In Estelle v. Gamble, 429 U.S. 97, 104, 97 S. Ct. 285, 291, 50 L. Ed. 2d 251 (1976), the Supreme Court held that the Eighth Amendment's proscription of cruel and unusual punishment is violated when prison officials exhibit "deliberate indifference to serious medical needs of prisoners." The concept of a *1320 serious medical need as articulated in Estelle has two components. One relates to the consequences of a failure to treat, and the other relates to the obviousness of those consequences. Colburn v. Upper Darby TP., 946 F.2d 1017, 1023 (3d Cir.1991). The detainee's condition must be such that a failure to treat can be expected to lead to unnecessary suffering, injury, or death. Colburn II, 946 F.2d at 1023. Additionally, the condition must be one that has been diagnosed by a physician as requiring treatment, or, one that is so obvious that a lay person would easily recognize the necessity for a doctor's attention. Colburn II, 946 F.2d at 1023 (emphasis added).

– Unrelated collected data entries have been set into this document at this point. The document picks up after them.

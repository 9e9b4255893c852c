pub mod auth;
pub mod clients;
pub mod files;
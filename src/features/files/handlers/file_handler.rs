use axum::{
    extract::{multipart::Field, Multipart, Query, State},
    http::StatusCode,
    Json,
};
use std::sync::Arc;
use tracing::debug;

use crate::core::error::{AppError, Result};
use crate::core::extractor::AppPath;
use crate::features::auth::model::AuthenticatedUser;
use crate::features::files::dtos::{
    parse_client_id, FileResponseDto, ListFilesQuery, UploadFileDto,
};
use crate::features::files::services::{FileService, FileUpload};
use crate::shared::constants::FALLBACK_CONTENT_TYPE;
use crate::shared::types::{ApiResponse, Meta};
use crate::shared::validation::non_blank;

/// List files of a client
///
/// Privileged roles see every file; other roles only their own uploads.
#[utoipa::path(
    get,
    path = "/api/files",
    params(ListFilesQuery),
    responses(
        (status = 200, description = "Files of the client", body = ApiResponse<Vec<FileResponseDto>>),
        (status = 400, description = "client_id missing or invalid"),
        (status = 401, description = "Authentication required")
    ),
    tag = "files",
    security(
        ("bearer_auth" = [])
    )
)]
pub async fn list_files(
    user: AuthenticatedUser,
    State(service): State<Arc<FileService>>,
    Query(query): Query<ListFilesQuery>,
) -> Result<Json<ApiResponse<Vec<FileResponseDto>>>> {
    let client_id = parse_client_id(query.client_id.as_deref()).map_err(AppError::Validation)?;

    let files = service.list(client_id, &user).await?;
    let total = files.len() as i64;
    Ok(Json(ApiResponse::success(
        Some(files),
        None,
        Some(Meta { total }),
    )))
}

/// Get file metadata by ID
///
/// Only the uploader or a privileged role may read it.
#[utoipa::path(
    get,
    path = "/api/files/{id}",
    params(
        ("id" = i64, Path, description = "File ID")
    ),
    responses(
        (status = 200, description = "File found", body = ApiResponse<FileResponseDto>),
        (status = 401, description = "Authentication required"),
        (status = 403, description = "Not authorized to access this file"),
        (status = 404, description = "File not found")
    ),
    tag = "files",
    security(
        ("bearer_auth" = [])
    )
)]
pub async fn get_file(
    user: AuthenticatedUser,
    State(service): State<Arc<FileService>>,
    AppPath(id): AppPath<i64>,
) -> Result<Json<ApiResponse<FileResponseDto>>> {
    let file = service.get_by_id(id, &user).await?;
    Ok(Json(ApiResponse::success(Some(file), None, None)))
}

async fn read_text(field: Field<'_>, name: &str) -> Result<String> {
    field
        .text()
        .await
        .map_err(|e| AppError::BadRequest(format!("Failed to read {} field: {}", name, e)))
}

/// Upload a file for a client
///
/// Accepts multipart/form-data with:
/// - `file`: The file to upload (required)
/// - `client_id`: Owning client (required)
/// - `name`: Display name (required)
/// - `category`: Document category (required)
/// - `description`: Optional free text
#[utoipa::path(
    post,
    path = "/api/files",
    tag = "files",
    request_body(
        content = UploadFileDto,
        content_type = "multipart/form-data",
        description = "File upload form with client_id, name, category and optional description",
    ),
    responses(
        (status = 201, description = "File uploaded successfully", body = ApiResponse<FileResponseDto>),
        (status = 400, description = "Missing file or required field"),
        (status = 401, description = "Authentication required")
    ),
    security(
        ("bearer_auth" = [])
    )
)]
pub async fn upload_file(
    user: AuthenticatedUser,
    State(service): State<Arc<FileService>>,
    mut multipart: Multipart,
) -> Result<(StatusCode, Json<ApiResponse<FileResponseDto>>)> {
    let mut file_data: Option<Vec<u8>> = None;
    let mut file_name: Option<String> = None;
    let mut content_type: Option<String> = None;
    let mut client_id: Option<String> = None;
    let mut name: Option<String> = None;
    let mut category: Option<String> = None;
    let mut description: Option<String> = None;

    while let Some(field) = multipart.next_field().await.map_err(|e| {
        debug!("Failed to read multipart field: {}", e);
        AppError::BadRequest(format!("Failed to read multipart data: {}", e))
    })? {
        let field_name = field.name().unwrap_or("").to_string();

        match field_name.as_str() {
            "file" => {
                let fname = field
                    .file_name()
                    .map(|s| s.to_string())
                    .unwrap_or_else(|| "unnamed".to_string());

                let ct = field.content_type().map(|s| s.to_string());

                let data = field.bytes().await.map_err(|e| {
                    debug!("Failed to read file bytes: {}", e);
                    AppError::BadRequest(format!("Failed to read file data: {}", e))
                })?;

                file_data = Some(data.to_vec());
                file_name = Some(fname);
                content_type = ct;
            }
            "client_id" => client_id = Some(read_text(field, "client_id").await?),
            "name" => name = non_blank(Some(read_text(field, "name").await?)),
            "category" => category = non_blank(Some(read_text(field, "category").await?)),
            "description" => {
                description = non_blank(Some(read_text(field, "description").await?))
            }
            _ => {
                debug!("Ignoring unknown field: {}", field_name);
            }
        }
    }

    // Validate everything before touching the disk
    let file_data =
        file_data.ok_or_else(|| AppError::Validation("File is required".to_string()))?;
    let file_name = file_name.unwrap_or_else(|| "unnamed".to_string());

    let mut missing = Vec::new();
    if non_blank(client_id.clone()).is_none() {
        missing.push("client_id");
    }
    if name.is_none() {
        missing.push("name");
    }
    if category.is_none() {
        missing.push("category");
    }
    if !missing.is_empty() {
        return Err(AppError::Validation(format!(
            "Missing required fields: {}",
            missing.join(", ")
        )));
    }

    let client_id = parse_client_id(client_id.as_deref()).map_err(AppError::Validation)?;

    let content_type = content_type.unwrap_or_else(|| {
        mime_guess::from_path(&file_name)
            .first()
            .map(|m| m.essence_str().to_string())
            .unwrap_or_else(|| FALLBACK_CONTENT_TYPE.to_string())
    });

    let upload = FileUpload {
        client_id,
        name: name.unwrap_or_default(),
        category: category.unwrap_or_default(),
        description,
        original_filename: file_name,
        content_type,
        data: file_data,
    };

    let response = service.upload(upload, &user).await?;

    Ok((
        StatusCode::CREATED,
        Json(ApiResponse::success(
            Some(response),
            Some("File uploaded successfully".to_string()),
            None,
        )),
    ))
}

/// Delete a file
///
/// Only the uploader or a privileged role may delete it. The database row is
/// always removed; failing to remove the stored binary is only logged.
#[utoipa::path(
    delete,
    path = "/api/files/{id}",
    params(
        ("id" = i64, Path, description = "File ID")
    ),
    responses(
        (status = 200, description = "File deleted successfully"),
        (status = 401, description = "Authentication required"),
        (status = 403, description = "Not authorized to delete this file"),
        (status = 404, description = "File not found")
    ),
    tag = "files",
    security(
        ("bearer_auth" = [])
    )
)]
pub async fn delete_file(
    user: AuthenticatedUser,
    State(service): State<Arc<FileService>>,
    AppPath(id): AppPath<i64>,
) -> Result<Json<ApiResponse<()>>> {
    service.delete(id, &user).await?;

    Ok(Json(ApiResponse::success(
        None,
        Some("File deleted successfully".to_string()),
        None,
    )))
}
mod client_repository;

pub use client_repository::{ClientDeletion, ClientRepository, PgClientRepository};
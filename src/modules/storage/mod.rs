//! Storage module for uploaded documents
//!
//! Binaries live on local disk; only their path is recorded in the database.

mod local_disk;

pub use local_disk::{LocalDiskStorage, StorageError, StoredObject};
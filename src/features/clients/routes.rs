use std::sync::Arc;

use axum::{routing::get, Router};

use crate::features::clients::handlers;
use crate::features::clients::services::ClientService;

/// Create routes for the clients feature (protected)
pub fn routes(service: Arc<ClientService>) -> Router {
    Router::new()
        .route(
            "/api/clients",
            get(handlers::list_clients).post(handlers::create_client),
        )
        .route(
            "/api/clients/{id}",
            get(handlers::get_client)
                .put(handlers::update_client)
                .delete(handlers::delete_client),
        )
        .with_state(service)
}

The Fourteenth Amendment due process rights of a pre-trial detainee[9] are at least as great as the Eighth Amendment protection afforded a convicted prisoner via Estelle v. Gamble, 429 U.S. 97, 97 S. Ct. 285, 50 L. Ed. 2d 251 (1976). City of Revere v. Massachusetts General Hospital, 463 U.S. 239, 244, 103 S. Ct. 2979, 2983, 77 L. Ed. 2d 605 (1983); Partridge v. Two Unknown Police Officers of Houston, 791 F.2d 1182, 1186-87 (5th Cir.1986). Judge Wisdom explained the standard of care in Partridge as follows:

 
Under the Bell v. Wolfish standard, the defendants had a duty, at a minimum, not to be deliberately indifferent to Partridge's serious medical needs. A serious medical need may exist for psychological or psychiatric treatment, just as it may exist for physical ills. A psychological or psychiatric condition can be as serious as any physical pathology or injury, especially when it results in suicidal tendencies. And just as a failure to act to save a detainee from suffering from gangrene might violate the duty to provide reasonable medical care absent an intervening legitimate government objective, failure to take any steps to save a suicidal detainee from injuring himself may also constitute a due process violation under Bell v. Wolfish.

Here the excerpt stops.